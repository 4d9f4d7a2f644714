//! RFC 9497 VOPRF (mode 0x01) over P-384 with SHA-384.
//! This provides the OPRF(P-384, SHA-384) ciphersuite used by Private State Tokens.
//!
//! Blind evaluation and the DLEQ proof come from the `voprf` crate. The
//! redeemer's non-blind evaluation needs the raw point `k·H(x)`, which
//! `voprf` only exposes hashed, so that path uses p384 arithmetic directly
//! with the same hash-to-group.

use ::voprf::{BlindedElement, VoprfServer};
use p384::elliptic_curve::{
    ff::{Field, PrimeField},
    group::{Curve as _, Group as _},
    hash2curve::{ExpandMsgXmd, GroupDigest},
    sec1::{FromEncodedPoint, ToEncodedPoint},
};
use p384::{AffinePoint, EncodedPoint, FieldBytes, NistP384, NonZeroScalar, ProjectivePoint, Scalar};
use rand_core::{CryptoRng, RngCore};
use sha2::Sha384;

use crate::types::SuiteParams;
use crate::voprf::{BlindEvaluation, DleqProof, GroupElement, VoprfError, VoprfSuite};

pub const ELEMENT_LEN: usize = 49;               // compressed SEC1
pub const UNCOMPRESSED_ELEMENT_LEN: usize = 97;  // 0x04 || x || y
pub const SCALAR_LEN: usize = 48;

// contextString = "OPRFV1-" || I2OSP(0x01, 1) || "-P384-SHA384"
const HASH_TO_GROUP_DST: &[u8] = b"HashToGroup-OPRFV1-\x01-P384-SHA384";

/// P-384 group element.
#[derive(Clone, Copy, Debug, PartialEq, Eq)]
pub struct P384Element(pub(crate) ProjectivePoint);

impl GroupElement for P384Element {
    fn serialize(&self, compressed: bool) -> Vec<u8> {
        encode(&self.0, compressed)
    }

    fn is_identity(&self) -> bool {
        self.0.is_identity().into()
    }
}

/// The P-384/SHA-384 VOPRF provider. Stateless; keys are passed per call.
#[derive(Clone, Copy, Debug, Default)]
pub struct P384Sha384;

fn server(private_key: &[u8]) -> Result<VoprfServer<NistP384>, VoprfError> {
    decode_private_key(private_key)?;
    VoprfServer::<NistP384>::new_with_key(private_key).map_err(|_| VoprfError::BadPrivateKey)
}

impl VoprfSuite for P384Sha384 {
    type Element = P384Element;

    fn params(&self) -> SuiteParams {
        SuiteParams {
            element_len: ELEMENT_LEN,
            uncompressed_element_len: UNCOMPRESSED_ELEMENT_LEN,
            scalar_len: SCALAR_LEN,
        }
    }

    fn random_private_key<R: RngCore + CryptoRng>(&self, rng: &mut R) -> Vec<u8> {
        let k = NonZeroScalar::random(rng);
        k.to_repr().to_vec()
    }

    /// Public keys are uncompressed SEC1 points, the form PST clients expect in `Y`.
    fn derive_public_key(&self, private_key: &[u8]) -> Result<Vec<u8>, VoprfError> {
        Ok(encode(&server(private_key)?.get_public_key(), false))
    }

    fn deserialize_element(&self, bytes: &[u8]) -> Result<P384Element, VoprfError> {
        decode_element(bytes).map(P384Element)
    }

    fn blind_evaluate<R: RngCore + CryptoRng>(
        &self,
        private_key: &[u8],
        blinded: &[P384Element],
        rng: &mut R,
    ) -> Result<BlindEvaluation<P384Element>, VoprfError> {
        let server = server(private_key)?;
        // voprf reads elements in their compressed form
        let blinded = blinded
            .iter()
            .map(|e| {
                BlindedElement::<NistP384>::deserialize(&encode(&e.0, true))
                    .map_err(|_| VoprfError::BadElementEncoding)
            })
            .collect::<Result<Vec<_>, _>>()?;
        let result = server
            .batch_blind_evaluate(rng, &blinded)
            .map_err(|_| VoprfError::ProofFailed)?;
        let evaluated = result
            .messages
            .iter()
            .map(|m| decode_element(&m.serialize()).map(P384Element))
            .collect::<Result<Vec<_>, _>>()?;
        Ok(BlindEvaluation {
            evaluated,
            proof: Some(DleqProof(result.proof.serialize().to_vec())),
        })
    }

    fn deterministic_evaluate(&self, private_key: &[u8], input: &[u8]) -> Result<Vec<u8>, VoprfError> {
        let k = decode_private_key(private_key)?;
        let p = hash_to_group(input)?;
        Ok(encode(&(p * k), true))
    }
}

pub(crate) fn encode(p: &ProjectivePoint, compressed: bool) -> Vec<u8> {
    p.to_affine().to_encoded_point(compressed).as_bytes().to_vec()
}

/// Accepts compressed or uncompressed SEC1; rejects the identity.
pub(crate) fn decode_element(bytes: &[u8]) -> Result<ProjectivePoint, VoprfError> {
    let encoded = EncodedPoint::from_bytes(bytes).map_err(|_| VoprfError::BadElementEncoding)?;
    let affine: Option<AffinePoint> = AffinePoint::from_encoded_point(&encoded).into();
    let p = ProjectivePoint::from(affine.ok_or(VoprfError::BadElementEncoding)?);
    if bool::from(p.is_identity()) {
        return Err(VoprfError::IdentityElement);
    }
    Ok(p)
}

pub(crate) fn decode_private_key(bytes: &[u8]) -> Result<Scalar, VoprfError> {
    if bytes.len() != SCALAR_LEN {
        return Err(VoprfError::BadPrivateKey);
    }
    let k: Option<Scalar> = Scalar::from_repr(FieldBytes::clone_from_slice(bytes)).into();
    k.filter(|k| !bool::from(k.is_zero())).ok_or(VoprfError::BadPrivateKey)
}

fn hash_to_group(input: &[u8]) -> Result<ProjectivePoint, VoprfError> {
    let p = NistP384::hash_from_bytes::<ExpandMsgXmd<Sha384>>(&[input], &[HASH_TO_GROUP_DST])
        .map_err(|_| VoprfError::HashToGroupFailed)?;
    if bool::from(p.is_identity()) {
        return Err(VoprfError::IdentityElement);
    }
    Ok(p)
}
#![forbid(unsafe_code)]
#![deny(clippy::all, clippy::pedantic, clippy::nursery)]
#![allow(
    clippy::module_name_repetitions,
    clippy::missing_panics_doc
)]

//! Private State Token issuer - VOPRF protocol codec and key lifecycle
//!
//! This crate implements the issuer/redeemer side of the Private State Token
//! (trust token) protocol: the binary wire formats for issuance and
//! redemption, the rotating key store with embedded key ids, issuance
//! orchestration and redemption verification.

// Fixed protocol choices:
// - VOPRF: RFC 9497 verifiable mode, OPRF(P-384, SHA-384)
// - Byte order: big-endian for every integer field
// - Key material: BE32(key_id) || raw key, for both halves of a key pair
// - Batch size: 1 token per issuance
//
// The VOPRF primitive sits behind `VoprfSuite`; everything else is pure
// byte handling over a read-only key store and is safe to call concurrently.

// Core modules
pub mod types;
pub mod errors;
pub mod ser;
pub mod key_material;
pub mod messages;
pub mod voprf;
pub mod p384_sha384;
pub mod key_store;
pub mod issuer;
pub mod redeemer;
pub mod client;
pub mod config;
pub mod service;

// Re-export commonly used types and functions
pub use types::*;
pub use errors::PstError;
pub use key_material::{embed_key_id, extract_key_id, extract_raw_key, KeyedMaterial};
pub use messages::{IssueRequest, IssueResponse, RedeemerRequest, RedeemerResponse};
pub use crate::voprf::{BlindEvaluation, DleqProof, GroupElement, RawKeyPair, VoprfError, VoprfSuite};
pub use p384_sha384::P384Sha384;
pub use key_store::{generate_keyed_pair, CommitmentDocument, KeyEntry, KeyStore, RawKeyEntry};
pub use issuer::PstIssuer;
pub use redeemer::PstRedeemer;
pub use client::{PstClient, Token};
pub use config::IssuerConfig;
pub use service::{decode_header, parse_redemption_record, PstService, RedemptionPolicy};

pub const VERSION: &str = env!("CARGO_PKG_VERSION");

· · · · · · ·

- Task objective -
For this exercise, return every line from the data that holds the string "BlindedElement".

- Written solution -
use ::voprf::{BlindedElement, VoprfServer};
                BlindedElement::<NistP384>::deserialize(&encode(&e.0, true))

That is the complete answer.